Premièrement, beaucoup de pays ont voté des lois qui permettent de lutter contre les discriminations et éviter les écarts de salaires, mais elles ne sont pas assez appliquées. Deuxièmement il faut développer les infrastructures ou mécanismes qui permettent aux parents (…pas seulement aux femmes…) de s’occuper de leurs enfants, la France est bien placée dans ce domaine. Troisièmement, il y a un changement fondamental à opérer dans nos habitudes. Il faut arrêter de penser que seules les femmes peuvent s’occuper de la vaccination des enfants, et leur faire réviser leurs devoirs. La société, les employeurs doivent également encourager les congés de paternité pour ne prendre qu’un exemple.

L’inflation est-elle enfin maîtrisée ?

Elle a entamé un reflux, passant d’un niveau, d’inflation à deux chiffres au début de l’automne 2022 à un niveau inférieur de moitié aujourd’hui, à 5,5% pour l’ensemble de la zone euro en juin, les chiffres français étant un peu plus faibles. Cela est notamment lié à la baisse du prix des matières premières et de l’énergie et – je crois pouvoir dire aussi – aux premiers effets de nos décisions de politique monétaire sur les prix. Le prix des produits alimentaires augmente moins vite également. Mais le niveau de l’inflation est encore supérieur à l’objectif de 2% que nous nous sommes fixé à moyen terme et le restera en 2024 et 2025 selon les estimations de nos équipes. Nous avons donc encore du travail à accomplir pour réduire l’inflation et atteindre notre objectif.

Qu’en est-il de la croissance ?

Sur les deux derniers trimestres, nous avons une croissance plate, très légèrement négative au 4e trimestre 2022 (-0,1%) et nulle pour le premier trimestre 2023. Nous estimons que la croissance pour l’année 2023 sera de 0,9 % pour la zone euro, très légèrement moins pour la France, mais nous devrions revenir à notre potentiel de croissance à l’horizon 2024-2025.

Les entreprises peuvent-elles augmenter les salaires comme le demandent leurs collaborateurs ?

La période récente de forte inflation ne s’est pas accompagnée d’une baisse des marges bénéficiaires des entreprises qui ont même augmenté dans certains cas, notamment quand la demande de produits et de services était supérieure à l’offre. En parallèle, les salaires ont aussi augmenté davantage que prévu. Dans le contexte actuel, la question importante est de savoir si les entreprises vont réduire un peu leurs marges pour répondre aux attentes d’augmentation de salaires de leurs employés et leur redonner du pouvoir d’achat, comme cela s’est généralement produit au cours des épisodes inflationnistes précédents, ou bien si l’on va assister à une double augmentation, des marges et des salaires. Des augmentations simultanées des marges et des salaires accroîtraient les risques d’inflation, face auxquels nous ne resterions pas sans agir.

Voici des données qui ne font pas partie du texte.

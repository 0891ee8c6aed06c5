//! Medscan Core - medical image analysis library.
//!
//! Takes a base64-encoded image and produces a structured analysis: a
//! caption, an image-type label, an LLM-written description, a severity score
//! and patient precautions.
//!
//! # Architecture
//!
//! ```text
//! base64 → Decode → Caption → Medical gate → Classify → LLM (description, precautions) → Severity → JSON
//! ```
//!
//! Captioning and text generation are delegated to external services behind
//! the [`caption::Captioner`] and [`llm::LlmProvider`] traits.
//!
//! # Usage
//!
//! ```rust,ignore
//! use medscan_core::{AnalysisRequest, Config, MedicalImageAnalyzer};
//!
//! #[tokio::main]
//! async fn main() -> medscan_core::Result<()> {
//!     let config = Config::load()?;
//!     let analyzer = MedicalImageAnalyzer::from_config(&config)?;
//!
//!     let request = AnalysisRequest { image: std::fs::read_to_string("scan.b64")? };
//!     let result = analyzer.analyze(&request).await?;
//!     println!("{} (severity {})", result.image_type, result.severity);
//!     Ok(())
//! }
//! ```

pub mod caption;
pub mod config;
pub mod error;
pub mod llm;
pub mod pipeline;
pub mod types;

pub use config::Config;
pub use error::{AnalysisError, ConfigError, MedscanError, PipelineResult, Result};
pub use pipeline::MedicalImageAnalyzer;
pub use types::{AnalysisRequest, AnalysisResult, ImageType, Severity};

/// Library version.
pub const VERSION: &str = env!("CARGO_PKG_VERSION");
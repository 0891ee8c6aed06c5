//! MedScan CLI - medical image analysis over HTTP.
//!
//! MedScan takes a base64-encoded image, captions it, checks that it is a
//! medical image, classifies the imaging modality and asks an LLM for a
//! description and patient precautions.
//!
//! # Usage
//!
//! ```bash
//! # Run the HTTP service
//! medscan serve --port 5000
//!
//! # Analyze a local file
//! medscan analyze scan.png --pretty
//!
//! # View configuration
//! medscan config show
//! ```

use anyhow::Context;
use clap::{Parser, Subcommand};
use medscan_core::config::expand_path;
use medscan_core::Config;
use std::path::{Path, PathBuf};

mod cli;
mod logging;
mod server;

/// MedScan - caption, classify and explain medical images.
#[derive(Parser, Debug)]
#[command(name = "medscan")]
#[command(author, version, about, long_about = None)]
#[command(propagate_version = true)]
struct Cli {
    /// Enable verbose (debug) logging
    #[arg(short, long, global = true)]
    verbose: bool,

    /// Output logs in JSON format
    #[arg(long, global = true)]
    json_logs: bool,

    /// Path to the config file
    #[arg(short, long, global = true, env = "MEDSCAN_CONFIG")]
    config: Option<PathBuf>,

    #[command(subcommand)]
    command: Commands,
}

/// Available commands.
#[derive(Subcommand, Debug)]
enum Commands {
    /// Run the HTTP analysis service
    Serve(cli::serve::ServeArgs),

    /// Analyze a local image file and print the JSON result
    Analyze(cli::analyze::AnalyzeArgs),

    /// View and manage configuration
    Config(cli::config::ConfigArgs),
}

#[tokio::main]
async fn main() -> anyhow::Result<()> {
    let cli = Cli::parse();

    let config_path = Config::resolve_path(cli.config.as_deref());
    let lenient = matches!(
        &cli.command,
        Commands::Config(cli::config::ConfigArgs {
            command: cli::config::ConfigCommand::Init { .. }
        })
    );
    let config = load_config(cli.config.as_deref(), lenient)?;
    logging::init_from_config(&config, cli.verbose, cli.json_logs);

    tracing::debug!("MedScan v{}", medscan_core::VERSION);

    match cli.command {
        Commands::Serve(args) => cli::serve::execute(args, config).await,
        Commands::Analyze(args) => cli::analyze::execute(args, config).await,
        Commands::Config(args) => cli::config::execute(args, config, config_path).await,
    }
}

/// Load the config before logging is up.
///
/// An explicit `--config` path must exist and be valid. The implicit default
/// location falls back to defaults with a warning on stderr, as does `lenient`
/// mode (used by `config init`, which is about to write the file).
fn load_config(explicit: Option<&Path>, lenient: bool) -> anyhow::Result<Config> {
    if let (Some(path), false) = (explicit, lenient) {
        let path = expand_path(path);
        return Config::load_from(&path)
            .with_context(|| format!("Failed to load config file {}", path.display()));
    }

    let path = Config::resolve_path(explicit);
    Ok(Config::load_path(&path).unwrap_or_else(|e| {
        eprintln!(
            "Warning: Failed to load config: {e}\n  \
             Using default configuration. Check your config file with `medscan config path`."
        );
        Config::default()
    }))
}

#[cfg(test)]
mod tests {
    use super::*;

    #[test]
    fn test_explicit_invalid_config_is_an_error() {
        let dir = tempfile::tempdir().unwrap();
        let path = dir.path().join("config.toml");
        std::fs::write(&path, "[server]\nport = 8080\n\n[limits]\nllm_timeout_ms = 0\n").unwrap();

        let err = load_config(Some(&path), false).unwrap_err();
        assert!(format!("{err:#}").contains("llm_timeout_ms"));
    }

    #[test]
    fn test_explicit_missing_config_is_an_error() {
        let dir = tempfile::tempdir().unwrap();
        let path = dir.path().join("absent.toml");
        assert!(load_config(Some(&path), false).is_err());
    }

    #[test]
    fn test_explicit_valid_config_is_used() {
        let dir = tempfile::tempdir().unwrap();
        let path = dir.path().join("config.toml");
        std::fs::write(&path, "[server]\nport = 8080\n").unwrap();

        let config = load_config(Some(&path), false).unwrap();
        assert_eq!(config.server.port, 8080);
    }

    #[test]
    fn test_lenient_mode_falls_back_to_defaults() {
        let dir = tempfile::tempdir().unwrap();
        let path = dir.path().join("absent.toml");
        let config = load_config(Some(&path), true).unwrap();
        assert_eq!(config.server.port, 5000);
    }
}
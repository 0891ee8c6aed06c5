//! LLM provider trait and request/response types.
//!
//! Defines the interface that all LLM providers implement, plus the
//! factory that creates the right provider from config.

use crate::config::LlmConfig;
use crate::error::AnalysisError;
use async_trait::async_trait;
use serde::Serialize;
use std::time::Duration;

/// Role of a chat message.
#[derive(Debug, Clone, Copy, PartialEq, Eq, Serialize)]
#[serde(rename_all = "lowercase")]
pub enum Role {
    System,
    User,
}

/// One role-tagged message in a chat request.
#[derive(Debug, Clone, Serialize)]
pub struct ChatMessage {
    pub role: Role,
    pub content: String,
}

impl ChatMessage {
    pub fn system(content: impl Into<String>) -> Self {
        Self {
            role: Role::System,
            content: content.into(),
        }
    }

    pub fn user(content: impl Into<String>) -> Self {
        Self {
            role: Role::User,
            content: content.into(),
        }
    }
}

/// A single-turn text generation request.
#[derive(Debug, Clone)]
pub struct LlmRequest {
    /// Conversation to complete
    pub messages: Vec<ChatMessage>,
    /// Maximum tokens to generate
    pub max_tokens: u32,
    /// Sampling temperature; provider default when unset
    pub temperature: Option<f32>,
}

impl LlmRequest {
    /// Build a request consisting of one system-role message.
    pub fn system_prompt(prompt: impl Into<String>, max_tokens: u32) -> Self {
        Self {
            messages: vec![ChatMessage::system(prompt)],
            max_tokens,
            temperature: None,
        }
    }
}

/// The response from an LLM call.
#[derive(Debug, Clone)]
pub struct LlmResponse {
    /// Text of the top-ranked choice, whitespace-trimmed
    pub text: String,
    /// Model identifier used
    pub model: String,
    /// Number of tokens used (input + output), if reported
    pub tokens_used: Option<u32>,
    /// Round-trip latency in milliseconds
    pub latency_ms: u64,
}

/// Trait that all LLM providers implement.
///
/// Uses `async_trait` because native async fn in trait is not object-safe
/// (the analyzer holds a `Box<dyn LlmProvider>` shared across requests).
#[async_trait]
pub trait LlmProvider: Send + Sync {
    /// Provider name for logging (e.g., "openai", "ollama").
    fn name(&self) -> &str;

    /// Check whether the provider is configured and reachable.
    async fn is_available(&self) -> bool;

    /// Generate a completion for the given request.
    async fn generate(&self, request: &LlmRequest) -> Result<LlmResponse, AnalysisError>;

    /// Per-request timeout for this provider.
    fn timeout(&self) -> Duration;
}

/// Resolve `${ENV_VAR}` references in config strings.
pub fn resolve_env_var(value: &str) -> Option<String> {
    if value.starts_with("${") && value.ends_with('}') {
        let var_name = &value[2..value.len() - 1];
        std::env::var(var_name).ok().filter(|v| !v.is_empty())
    } else if value.is_empty() {
        None
    } else {
        Some(value.to_string())
    }
}

/// Factory that creates the configured provider.
pub struct LlmProviderFactory;

impl LlmProviderFactory {
    /// Create the LLM provider named by `config.provider`.
    ///
    /// Fails when the provider is unknown or its API key cannot be resolved,
    /// so a misconfigured service refuses to start instead of failing per request.
    pub fn create(
        config: &LlmConfig,
        timeout: Duration,
    ) -> Result<Box<dyn LlmProvider>, AnalysisError> {
        match config.provider.as_str() {
            "openai" => {
                let cfg = config.openai.clone().unwrap_or_default();
                let api_key = require_key(&cfg.api_key, "OpenAI", "OPENAI_API_KEY")?;
                Ok(Box::new(super::openai::OpenAiProvider::new(
                    &cfg.endpoint,
                    &api_key,
                    &cfg.model,
                    timeout,
                )))
            }
            "anthropic" => {
                let cfg = config.anthropic.clone().unwrap_or_default();
                let api_key = require_key(&cfg.api_key, "Anthropic", "ANTHROPIC_API_KEY")?;
                Ok(Box::new(super::anthropic::AnthropicProvider::new(
                    &api_key, &cfg.model, timeout,
                )))
            }
            "ollama" => {
                let cfg = config.ollama.clone().unwrap_or_default();
                Ok(Box::new(super::ollama::OllamaProvider::new(
                    &cfg.endpoint,
                    &cfg.model,
                    timeout,
                )))
            }
            other => Err(AnalysisError::Llm {
                message: format!("Unknown LLM provider: {other}"),
                status_code: None,
            }),
        }
    }
}

fn require_key(raw: &str, provider: &str, env_var: &str) -> Result<String, AnalysisError> {
    resolve_env_var(raw).ok_or_else(|| AnalysisError::Llm {
        message: format!("{provider} API key not set. Set {env_var} env var."),
        status_code: None,
    })
}

#[cfg(test)]
mod tests {
    use super::*;
    use crate::config::OpenAiConfig;

    #[test]
    fn test_system_prompt_request() {
        let request = LlmRequest::system_prompt("Describe.", 200);
        assert_eq!(request.messages.len(), 1);
        assert_eq!(request.messages[0].role, Role::System);
        assert_eq!(request.messages[0].content, "Describe.");
        assert_eq!(request.max_tokens, 200);
        assert!(request.temperature.is_none());
    }

    #[test]
    fn test_role_serializes_lowercase() {
        let json = serde_json::to_value(ChatMessage::system("x")).unwrap();
        assert_eq!(json["role"], "system");
        assert_eq!(json["content"], "x");
    }

    #[test]
    fn test_resolve_env_var() {
        // Non-env-var strings pass through
        assert_eq!(resolve_env_var("plain-key"), Some("plain-key".to_string()));
        // Empty returns None
        assert_eq!(resolve_env_var(""), None);
        // Unset env var returns None
        assert_eq!(resolve_env_var("${DEFINITELY_NOT_SET_XYZ_123}"), None);
    }

    #[test]
    fn test_factory_fails_fast_without_key() {
        let config = LlmConfig {
            openai: Some(OpenAiConfig {
                api_key: "${MEDSCAN_TEST_UNSET_KEY_987}".to_string(),
                ..OpenAiConfig::default()
            }),
            ..LlmConfig::default()
        };
        let err = LlmProviderFactory::create(&config, Duration::from_secs(5))
            .err()
            .unwrap();
        assert!(err.to_string().contains("OPENAI_API_KEY"));
    }

    #[test]
    fn test_factory_literal_key() {
        let config = LlmConfig {
            openai: Some(OpenAiConfig {
                api_key: "sk-literal".to_string(),
                ..OpenAiConfig::default()
            }),
            ..LlmConfig::default()
        };
        let provider = LlmProviderFactory::create(&config, Duration::from_secs(5)).unwrap();
        assert_eq!(provider.name(), "openai");
        assert_eq!(provider.timeout(), Duration::from_secs(5));
    }

    #[test]
    fn test_factory_ollama_needs_no_key() {
        let config = LlmConfig {
            provider: "ollama".to_string(),
            ..LlmConfig::default()
        };
        let provider = LlmProviderFactory::create(&config, Duration::from_secs(5)).unwrap();
        assert_eq!(provider.name(), "ollama");
    }

    #[test]
    fn test_factory_unknown_provider() {
        let config = LlmConfig {
            provider: "nope".to_string(),
            ..LlmConfig::default()
        };
        assert!(LlmProviderFactory::create(&config, Duration::from_secs(5)).is_err());
    }
}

Comment la France peut-elle réduire sa dette ?

Toutes les dettes des pays de la zone euro ont augmenté au moment du Covid. Il faut, maintenant que la crise sanitaire est derrière nous et que les prix de l’énergie ont reflué, retirer un certain nombre des programmes d’aide mis en place, comme le bouclier énergétique en France et adopter une trajectoire de finances publiques qui permette de réduire la dette à la bonne cadence. Et cela, tous les pays peuvent le faire.